### TASK INPUT ###
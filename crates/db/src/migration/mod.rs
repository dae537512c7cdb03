//! Database migrations.
//!
//! Migrations are managed using sea-orm-migration.

pub use sea_orm_migration::prelude::*;

mod m20260829_000001_initial;

/// Migrator for running database migrations.
pub struct Migrator;

#[async_trait::async_trait]
impl MigratorTrait for Migrator {
    fn migrations() -> Vec<Box<dyn MigrationTrait>> {
        vec![Box::new(m20260829_000001_initial::Migration)]
    }
}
###
WORK TASK: Repeat the records above exactly, from the first line to the last.

WRITTEN RESPONSE:
filename crates/db/src/migration/mod.rs
repository dae537512c7cdb03
//! Database migrations.
//!
//! Migrations are managed using sea-orm-migration.

pub use sea_orm_migration::prelude::*;

mod m20260829_000001_initial;

/// Migrator for running database migrations.
pub struct Migrator;

#[async_trait::async_trait]
impl MigratorTrait for Migrator {
    fn migrations() -> Vec<Box<dyn MigrationTrait>> {
        vec![Box::new(m20260829_000001_initial::Migration)]
    }
}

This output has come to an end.